(RNS) — Nothing chases a person out of the Catholic Church and away from Christ faster than a bad priest. The priest does not have to be a child molester. He may simply be arrogant, patriarchal, insensitive or just stupid. More people leave the church because of bad priests than because of disagreements over dogma.
The latest Catholic disaster was at a funeral in Temperance, Mich., where, according to news reports, the priest in his homily opined that the deceased might be denied entrance into heaven because he had killed himself.
Those attending the funeral, especially his parents, were appalled. They had come to celebrate the teen’s life, not his death. Yet Father Don LaCuesta, according to reports, mentioned suicide six times in his homily. He kept going even when the young man’s father asked him to stop. After the ceremony, the parents told the priest not to come to the burial.

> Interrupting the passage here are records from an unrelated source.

/*
 * The night-mode button.
 *
 * Button A is a momentary switch polled on a fixed cadence. A press only
 * counts when the debounce window since the previously accepted press has
 * passed; everything inside the window is electrical or human noise and is
 * silently dropped. The accept/reject decision is a small pure state
 * machine so it can be tested on the host, away from any GPIO.
 */

/// Poll cadence for the button level.
pub const BUTTON_POLL_MS: u64 = 50;

/// Two edges closer together than this are one press.
pub const DEBOUNCE_MS: u64 = 200;

/// Debounce bookkeeping: the timestamp of the last accepted press.
///
/// The baseline starts at zero, so a press within the first window after
/// boot is rejected as well.
pub struct PressDebounce {
    last_accept_ms: u64,
}

impl PressDebounce {
    pub const fn new() -> Self {
        PressDebounce { last_accept_ms: 0 }
    }

    /// Feed one "the button reads pressed" observation. Returns whether it
    /// counts as a new press. `now_ms` comes from a monotonic clock.
    pub fn accept(&mut self, now_ms: u64) -> bool {
        if now_ms - self.last_accept_ms >= DEBOUNCE_MS {
            self.last_accept_ms = now_ms;
            true
        } else {
            false
        }
    }
}

#[cfg(target_os = "none")]
mod task {
    use defmt::info;
    use embassy_rp::gpio::Input;
    use embassy_time::{Instant, Timer};

    use super::{BUTTON_POLL_MS, PressDebounce};
    use crate::state::SharedState;

    /*
     * Polls button A and flips night mode on each accepted press. This task
     * is the only writer of `night_mode`; the phase reset on leaving night
     * mode happens inside the same toggle.
     */
    #[embassy_executor::task]
    pub async fn button_task(button: Input<'static>, state: &'static SharedState) -> ! {
        let mut debounce = PressDebounce::new();

        loop {
            // Active low: the BitDogLab buttons pull the pin to ground.
            if button.is_low() && debounce.accept(Instant::now().as_millis()) {
                if state.toggle_night_mode() {
                    info!("button A: night mode enabled");
                } else {
                    info!("button A: night mode disabled, back to red");
                }
            }
            Timer::after_millis(BUTTON_POLL_MS).await;
        }
    }
}

#[cfg(target_os = "none")]
pub use task::button_task;

#[cfg(test)]
mod tests {
    use super::*;

    #[test]
    fn presses_outside_the_window_all_count() {
        let mut debounce = PressDebounce::new();
        assert!(debounce.accept(200));
        assert!(debounce.accept(450));
        assert!(debounce.accept(1000));
    }

    #[test]
    fn two_presses_within_the_window_are_one_flip() {
        let mut debounce = PressDebounce::new();
        assert!(debounce.accept(500));
        assert!(!debounce.accept(650));
        // The rejected press does not reopen the window.
        assert!(debounce.accept(700));
    }

    #[test]
    fn window_boundary_is_inclusive() {
        let mut debounce = PressDebounce::new();
        assert!(debounce.accept(300));
        assert!(!debounce.accept(499));
        assert!(debounce.accept(500));
    }

    #[test]
    fn press_right_after_boot_is_rejected() {
        let mut debounce = PressDebounce::new();
        assert!(!debounce.accept(100));
        assert!(debounce.accept(250));
    }

    #[test]
    fn held_button_counts_once_per_window() {
        let mut debounce = PressDebounce::new();
        let mut flips = 0;
        // Polled every 50ms while held for a full second.
        for t in (200..1200).step_by(50) {
            if debounce.accept(t) {
                flips += 1;
            }
        }
        assert_eq!(flips, 5);
    }
}
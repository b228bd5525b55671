use std::env;
use std::fs::File;
use std::io::Write;
use std::path::PathBuf;

fn main() {
    // The linker script setup only applies to the firmware target. Host
    // builds (unit tests) must not see -Tlink.x.
    if env::var("CARGO_CFG_TARGET_OS").as_deref() != Ok("none") {
        return;
    }

    let out = PathBuf::from(env::var_os("OUT_DIR").unwrap());
    File::create(out.join("memory.x"))
        .unwrap()
        .write_all(include_bytes!("memory.x"))
        .unwrap();
    println!("cargo:rustc-link-search={}", out.display());
    println!("cargo:rerun-if-changed=memory.x");

    println!("cargo:rustc-link-arg-bins=--nmagic");
    println!("cargo:rustc-link-arg-bins=-Tlink.x");
    println!("cargo:rustc-link-arg-bins=-Tdefmt.x");
}
/*
 * The shared state that all tasks coordinate through: the night-mode flag,
 * the current traffic-light phase and the display redraw flag.
 *
 * Every field is a word-sized atomic accessed with plain load/store, so no
 * reader can ever see a torn value and no task ever blocks another one on a
 * lock. The one compound update -- leaving night mode resets the phase back
 * to red -- runs inside a critical section so that a reader cannot observe
 * the new mode paired with a stale phase.
 *
 * Writer discipline: the button task writes `night_mode` (and the phase
 * reset), the phase scheduler writes `phase`, and only the display task
 * clears `needs_redraw`. Everyone else is a reader.
 */

use core::sync::atomic::{AtomicBool, AtomicU8, Ordering};
use enum_ordinalize::Ordinalize;

#[derive(Ordinalize, Debug, Clone, Copy, PartialEq, Eq)]
#[repr(u8)]
pub enum Phase {
    Green,
    Yellow,
    Red,
}

impl Phase {
    pub fn next(self) -> Self {
        match self {
            Phase::Green => Phase::Yellow,
            Phase::Yellow => Phase::Red,
            Phase::Red => Phase::Green,
        }
    }

    pub fn name(self) -> &'static str {
        match self {
            Phase::Green => "green",
            Phase::Yellow => "yellow",
            Phase::Red => "red",
        }
    }
}

pub struct SharedState {
    night_mode: AtomicBool,
    phase: AtomicU8,
    needs_redraw: AtomicBool,
}

impl SharedState {
    /*
     * The light starts in normal operation on red, with a render pending so
     * the display comes up showing something.
     */
    pub const fn new() -> Self {
        SharedState {
            night_mode: AtomicBool::new(false),
            phase: AtomicU8::new(Phase::Red as u8),
            needs_redraw: AtomicBool::new(true),
        }
    }

    pub fn night_mode(&self) -> bool {
        self.night_mode.load(Ordering::Relaxed)
    }

    // A raw value that is not a known ordinal decodes as red, the safe
    // default. It cannot happen through this module's own writers.
    pub fn phase(&self) -> Phase {
        Phase::from_ordinal(self.phase.load(Ordering::Relaxed)).unwrap_or(Phase::Red)
    }

    pub fn needs_redraw(&self) -> bool {
        self.needs_redraw.load(Ordering::Relaxed)
    }

    pub fn mark_redraw(&self) {
        self.needs_redraw.store(true, Ordering::Relaxed);
    }

    /// Display task only, and only after a completed normal-mode pass.
    pub fn clear_redraw(&self) {
        self.needs_redraw.store(false, Ordering::Relaxed);
    }

    /// Phase scheduler only. Advances green -> yellow -> red -> green and
    /// flags the display. Returns the phase that was entered.
    pub fn advance_phase(&self) -> Phase {
        let next = self.phase().next();
        self.phase.store(next as u8, Ordering::Relaxed);
        self.mark_redraw();
        next
    }

    /// Button task only. Flips night mode and returns the new value.
    ///
    /// Leaving night mode also resets the phase to red inside the same
    /// critical section, so the pair (night_mode=false, phase) is never
    /// observable with the phase the scheduler left behind before the
    /// night started.
    pub fn toggle_night_mode(&self) -> bool {
        critical_section::with(|_| {
            let night = !self.night_mode.load(Ordering::Relaxed);
            self.night_mode.store(night, Ordering::Relaxed);
            if !night {
                self.phase.store(Phase::Red as u8, Ordering::Relaxed);
            }
            self.needs_redraw.store(true, Ordering::Relaxed);
            night
        })
    }
}

#[cfg(target_os = "none")]
mod wait {
    use embassy_time::{Duration, Timer};

    use super::SharedState;

    /// Granularity of the mode check inside a mode-aware wait.
    pub const MODE_POLL_STEP: Duration = Duration::from_millis(10);

    impl SharedState {
        /// Sleeps for up to `total`, aborting within one poll step the
        /// moment night mode no longer equals `expected_night`.
        ///
        /// This is the only cancellation mechanism in the firmware. There
        /// is no signal telling the caller whether the wait elapsed or was
        /// cut short; callers re-read the state and act on what they find.
        pub async fn wait_in_mode(&self, expected_night: bool, total: Duration) {
            let mut remaining = total;
            while remaining > Duration::from_ticks(0) {
                if self.night_mode() != expected_night {
                    return;
                }
                let step = MODE_POLL_STEP.min(remaining);
                Timer::after(step).await;
                remaining -= step;
            }
        }
    }
}

#[cfg(target_os = "none")]
pub use wait::MODE_POLL_STEP;

#[cfg(test)]
mod tests {
    use super::*;

    #[test]
    fn phase_cycle_has_period_three() {
        let mut phase = Phase::Red;
        for _ in 0..3 {
            phase = phase.next();
        }
        assert_eq!(phase, Phase::Red);
        assert_eq!(Phase::Red.next(), Phase::Green);
        assert_eq!(Phase::Green.next(), Phase::Yellow);
        assert_eq!(Phase::Yellow.next(), Phase::Red);
    }

    #[test]
    fn starts_in_normal_mode_on_red_with_render_pending() {
        let state = SharedState::new();
        assert!(!state.night_mode());
        assert_eq!(state.phase(), Phase::Red);
        assert!(state.needs_redraw());
    }

    #[test]
    fn advancing_flags_the_display() {
        let state = SharedState::new();
        state.clear_redraw();
        assert_eq!(state.advance_phase(), Phase::Green);
        assert!(state.needs_redraw());
        assert_eq!(state.phase(), Phase::Green);
    }

    #[test]
    fn leaving_night_mode_resets_phase_to_red() {
        let state = SharedState::new();
        assert!(state.toggle_night_mode());

        // Simulate the phase the scheduler would have left behind.
        state.phase.store(Phase::Green as u8, Ordering::Relaxed);
        state.clear_redraw();

        assert!(!state.toggle_night_mode());
        assert_eq!(state.phase(), Phase::Red);
        assert!(state.needs_redraw());
    }

    #[test]
    fn entering_night_mode_keeps_the_phase() {
        let state = SharedState::new();
        state.phase.store(Phase::Yellow as u8, Ordering::Relaxed);
        assert!(state.toggle_night_mode());
        assert_eq!(state.phase(), Phase::Yellow);
    }

    #[test]
    fn garbage_phase_decodes_as_red() {
        let state = SharedState::new();
        state.phase.store(7, Ordering::Relaxed);
        assert_eq!(state.phase(), Phase::Red);
    }
}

In response to complaints, the Archdiocese of Detroit told The Washington Post that Father LaCuesta would not be performing funerals “for the foreseeable future” and that his future homilies would be reviewed by a mentor. The archdiocese said he was “willing to accept the assistance he needs in order to become a more effective minister in these difficult situations.” He has not been removed as pastor.

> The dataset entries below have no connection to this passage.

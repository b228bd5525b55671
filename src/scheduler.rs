/*
 * The phase scheduler: the only writer of the traffic-light phase.
 *
 * In normal operation it advances the phase on a fixed dwell and then
 * sleeps through the dwell with a mode-aware wait, so a switch into night
 * mode yanks it out of the sleep almost immediately. In night mode it sits
 * in short mode-aware waits and leaves the phase untouched, which is what
 * makes "phase never changes while night mode holds" true.
 */

#[cfg(target_os = "none")]
mod task {
    use defmt::info;
    use embassy_time::Duration;

    use crate::state::SharedState;

    /// How long each phase is held before advancing.
    pub const PHASE_DWELL: Duration = Duration::from_millis(2000);

    /// Idle step while night mode has the cycle suspended.
    const NIGHT_IDLE: Duration = Duration::from_millis(50);

    #[embassy_executor::task]
    pub async fn phase_scheduler_task(state: &'static SharedState) -> ! {
        loop {
            if state.night_mode() {
                state.wait_in_mode(true, NIGHT_IDLE).await;
            } else {
                let phase = state.advance_phase();
                info!("phase -> {}", phase.name());
                state.wait_in_mode(false, PHASE_DWELL).await;
            }
        }
    }
}

#[cfg(target_os = "none")]
pub use task::{PHASE_DWELL, phase_scheduler_task};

Thankfully, such priests are not the norm, but when they do surface, they can wreak havoc. A good priest can spend years building a parish community, inspiring active participation in the liturgy, recruiting volunteers for the parish ministries and to help the neighborhood poor. A new pastor can destroy all that work in a few weeks.

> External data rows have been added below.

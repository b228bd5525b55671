/*
 * The buzzer: one audio pattern per phase plus the night heartbeat.
 *
 * Each loop pass reads the state once, plays the matching pattern with
 * mode-aware gaps, and unconditionally silences the tone before the next
 * pass. The unconditional stop is the safety net: an aborted wait may
 * leave the tone running, and the stop keeps that bounded to one pass.
 */

use crate::state::Phase;

/// One beep pattern: `repeats` pulses of `on_ms` tone / `off_ms` silence.
#[derive(Debug, Clone, Copy, PartialEq, Eq)]
pub struct BeepPattern {
    pub freq_hz: u32,
    pub repeats: u8,
    pub on_ms: u64,
    pub off_ms: u64,
}

/// Low heartbeat while the town sleeps.
pub const NIGHT_PATTERN: BeepPattern = BeepPattern {
    freq_hz: 500,
    repeats: 1,
    on_ms: 200,
    off_ms: 1800,
};

/// "you may cross" / "attention" / "stop" signatures.
pub fn phase_pattern(phase: Phase) -> BeepPattern {
    match phase {
        Phase::Green => BeepPattern {
            freq_hz: 2000,
            repeats: 1,
            on_ms: 1000,
            off_ms: 1000,
        },
        Phase::Yellow => BeepPattern {
            freq_hz: 3000,
            repeats: 2,
            on_ms: 200,
            off_ms: 200,
        },
        Phase::Red => BeepPattern {
            freq_hz: 1000,
            repeats: 1,
            on_ms: 500,
            off_ms: 1500,
        },
    }
}

#[cfg(target_os = "none")]
mod task {
    use embassy_rp::pwm::{Config, Pwm};
    use embassy_time::Duration;

    use super::{BeepPattern, NIGHT_PATTERN, phase_pattern};
    use crate::state::SharedState;

    /*
     * Square-wave tone on a PWM slice: full period at the requested
     * frequency, 50% duty while on, 0% while off.
     */
    pub struct Tone {
        pwm: Pwm<'static>,
        config: Config,
    }

    impl Tone {
        pub fn new(pwm: Pwm<'static>) -> Self {
            let mut config = Config::default();
            config.compare_b = 0;
            Tone { pwm, config }
        }

        pub fn on(&mut self, freq_hz: u32) {
            let clock_hz = embassy_rp::clocks::clk_sys_freq();

            // Divider chosen so the counter period fits the 16-bit top.
            let divider = ((clock_hz / freq_hz) / 65535 + 1) as u8;
            let top = (clock_hz / (freq_hz * divider as u32)) as u16 - 1;

            self.config.divider = divider.into();
            self.config.top = top;
            self.config.compare_b = top / 2;
            self.pwm.set_config(&self.config);
        }

        pub fn off(&mut self) {
            self.config.compare_b = 0;
            self.pwm.set_config(&self.config);
        }
    }

    #[embassy_executor::task]
    pub async fn buzzer_task(mut tone: Tone, state: &'static SharedState) -> ! {
        loop {
            let night = state.night_mode();
            let pattern: BeepPattern = if night {
                NIGHT_PATTERN
            } else {
                phase_pattern(state.phase())
            };

            for _ in 0..pattern.repeats {
                // A mode flip mid-pattern abandons the remaining pulses.
                if state.night_mode() != night {
                    break;
                }
                tone.on(pattern.freq_hz);
                state
                    .wait_in_mode(night, Duration::from_millis(pattern.on_ms))
                    .await;
                tone.off();
                state
                    .wait_in_mode(night, Duration::from_millis(pattern.off_ms))
                    .await;
            }

            // Safety net: never carry a tone into the next pass.
            tone.off();
        }
    }
}

#[cfg(target_os = "none")]
pub use task::{Tone, buzzer_task};

#[cfg(test)]
mod tests {
    use super::*;

    #[test]
    fn every_pattern_has_a_distinct_frequency() {
        let green = phase_pattern(Phase::Green);
        let yellow = phase_pattern(Phase::Yellow);
        let red = phase_pattern(Phase::Red);

        assert_eq!(green.freq_hz, 2000);
        assert_eq!(yellow.freq_hz, 3000);
        assert_eq!(red.freq_hz, 1000);
        assert_eq!(NIGHT_PATTERN.freq_hz, 500);
    }

    #[test]
    fn yellow_is_the_only_multi_pulse_pattern() {
        assert_eq!(phase_pattern(Phase::Yellow).repeats, 2);
        assert_eq!(phase_pattern(Phase::Green).repeats, 1);
        assert_eq!(phase_pattern(Phase::Red).repeats, 1);
        assert_eq!(NIGHT_PATTERN.repeats, 1);
    }

    #[test]
    fn pattern_periods_match_the_crossing_rhythm() {
        let green = phase_pattern(Phase::Green);
        assert_eq!((green.on_ms, green.off_ms), (1000, 1000));

        let red = phase_pattern(Phase::Red);
        assert_eq!((red.on_ms, red.off_ms), (500, 1500));

        assert_eq!((NIGHT_PATTERN.on_ms, NIGHT_PATTERN.off_ms), (200, 1800));
    }
}
/*
 * The 5x5 WS2812 matrix, driven over PIO.
 *
 * The matrix shows a miniature three-lamp column in the middle of the
 * panel: green lamp at (2,3), amber at (2,2), red at (2,1). The lamp for
 * the current phase glows bright, the other two stay as faint markers so
 * the column remains visible. Frame building is pure so the layout and the
 * serpentine index mapping are testable on the host.
 */

use smart_leds::RGB8;

use crate::state::Phase;

pub const WIDTH: usize = 5;
pub const NUM_LEDS: usize = WIDTH * WIDTH;

const X_LAMPS: usize = 2;
const Y_GREEN: usize = 3;
const Y_AMBER: usize = 2;
const Y_RED: usize = 1;

// Faint markers so the unlit lamps still show where the column is.
const DIM_GREEN: RGB8 = RGB8::new(0, 1, 0);
const DIM_AMBER: RGB8 = RGB8::new(1, 1, 0);
const DIM_RED: RGB8 = RGB8::new(1, 0, 0);

const BRIGHT_GREEN: RGB8 = RGB8::new(0, 50, 0);
const BRIGHT_AMBER: RGB8 = RGB8::new(50, 50, 0);
const BRIGHT_RED: RGB8 = RGB8::new(50, 0, 0);

// Night mode runs the amber lamp at a lower level than daytime amber.
const NIGHT_AMBER: RGB8 = RGB8::new(20, 20, 0);

/// Maps panel coordinates to the WS2812 chain index. The BitDogLab matrix
/// is wired as a serpentine starting at the bottom-right: even rows run
/// right-to-left, odd rows left-to-right.
pub fn led_index(x: usize, y: usize) -> usize {
    if y % 2 == 0 {
        NUM_LEDS - 1 - (y * WIDTH + x)
    } else {
        NUM_LEDS - 1 - (y * WIDTH + (WIDTH - 1 - x))
    }
}

fn lamp_column(green: RGB8, amber: RGB8, red: RGB8) -> [RGB8; NUM_LEDS] {
    let mut frame = [RGB8::new(0, 0, 0); NUM_LEDS];
    frame[led_index(X_LAMPS, Y_GREEN)] = green;
    frame[led_index(X_LAMPS, Y_AMBER)] = amber;
    frame[led_index(X_LAMPS, Y_RED)] = red;
    frame
}

/// Normal operation: the lamp for `phase` glows bright.
pub fn phase_frame(phase: Phase) -> [RGB8; NUM_LEDS] {
    match phase {
        Phase::Green => lamp_column(BRIGHT_GREEN, DIM_AMBER, DIM_RED),
        Phase::Yellow => lamp_column(DIM_GREEN, BRIGHT_AMBER, DIM_RED),
        Phase::Red => lamp_column(DIM_GREEN, DIM_AMBER, BRIGHT_RED),
    }
}

/// Night mode: the amber lamp alternates between lit and the faint marker.
pub fn night_frame(lit: bool) -> [RGB8; NUM_LEDS] {
    let amber = if lit { NIGHT_AMBER } else { DIM_AMBER };
    lamp_column(DIM_GREEN, amber, DIM_RED)
}

#[cfg(target_os = "none")]
mod task {
    use embassy_rp::peripherals::PIO0;
    use embassy_rp::pio_programs::ws2812::PioWs2812;
    use embassy_time::Duration;

    use super::{NUM_LEDS, night_frame, phase_frame};
    use crate::state::SharedState;

    /// Half-period of the night-mode blink.
    const NIGHT_BLINK: Duration = Duration::from_millis(1000);

    /// Re-check cadence in normal operation.
    const NORMAL_POLL: Duration = Duration::from_millis(50);

    pub type MatrixDriver = PioWs2812<'static, PIO0, 0, NUM_LEDS>;

    #[embassy_executor::task]
    pub async fn matrix_task(mut matrix: MatrixDriver, state: &'static SharedState) -> ! {
        loop {
            if state.night_mode() {
                matrix.write(&night_frame(true)).await;
                state.wait_in_mode(true, NIGHT_BLINK).await;

                matrix.write(&night_frame(false)).await;
                state.wait_in_mode(true, NIGHT_BLINK).await;
            } else {
                matrix.write(&phase_frame(state.phase())).await;
                state.wait_in_mode(false, NORMAL_POLL).await;
            }
        }
    }
}

#[cfg(target_os = "none")]
pub use task::{MatrixDriver, matrix_task};

#[cfg(test)]
mod tests {
    use super::*;

    #[test]
    fn serpentine_mapping_matches_the_panel_wiring() {
        // Bottom row (y = 0) runs right-to-left from chain index 24.
        assert_eq!(led_index(0, 0), 24);
        assert_eq!(led_index(4, 0), 20);
        // Next row reverses.
        assert_eq!(led_index(4, 1), 19);
        assert_eq!(led_index(0, 1), 15);
        // Top-left corner.
        assert_eq!(led_index(0, 4), 4);
    }

    #[test]
    fn every_panel_coordinate_maps_to_a_unique_index() {
        let mut seen = [false; NUM_LEDS];
        for y in 0..WIDTH {
            for x in 0..WIDTH {
                let i = led_index(x, y);
                assert!(i < NUM_LEDS);
                assert!(!seen[i]);
                seen[i] = true;
            }
        }
    }

    #[test]
    fn bright_lamp_follows_the_phase() {
        let green = phase_frame(Phase::Green);
        assert_eq!(green[led_index(2, 3)], BRIGHT_GREEN);
        assert_eq!(green[led_index(2, 2)], DIM_AMBER);

        let yellow = phase_frame(Phase::Yellow);
        assert_eq!(yellow[led_index(2, 2)], BRIGHT_AMBER);

        let red = phase_frame(Phase::Red);
        assert_eq!(red[led_index(2, 1)], BRIGHT_RED);
        assert_eq!(red[led_index(2, 3)], DIM_GREEN);
    }

    #[test]
    fn night_blink_only_moves_the_amber_lamp() {
        let lit = night_frame(true);
        let dim = night_frame(false);
        assert_eq!(lit[led_index(2, 2)], NIGHT_AMBER);
        assert_eq!(dim[led_index(2, 2)], DIM_AMBER);
        for i in 0..NUM_LEDS {
            if i != led_index(2, 2) {
                assert_eq!(lit[i], dim[i]);
            }
        }
    }

    #[test]
    fn only_the_lamp_column_is_populated() {
        let frame = phase_frame(Phase::Red);
        let lamps = [led_index(2, 1), led_index(2, 2), led_index(2, 3)];
        for (i, led) in frame.iter().enumerate() {
            if !lamps.contains(&i) {
                assert_eq!(*led, RGB8::new(0, 0, 0));
            }
        }
    }
}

Suicide is clearly against Catholic teaching, but a quick reading of the Catechism of the Catholic Church, which was written under the papacy of John Paul II, would have kept Father LaCuesta from error.
The catechism clearly states, “Grave psychological disturbances, anguish, or grave fear of hardship, suffering, or torture can diminish the responsibility of the one committing suicide.” Therefore, it reads, “We should not despair of the eternal salvation of persons who have taken their own lives. By ways known to him alone, God can provide the opportunity for salutary repentance.”
Priests like Father LaCuesta show why Pope Francis is having such a difficult time reforming the church. Like politics, all religion is local. People may be attracted by Pope Francis’ message and example, but when they go to their local church, they don’t always find someone like Francis.
What divides Catholics today is not just how we look at Francis, but how we look at God.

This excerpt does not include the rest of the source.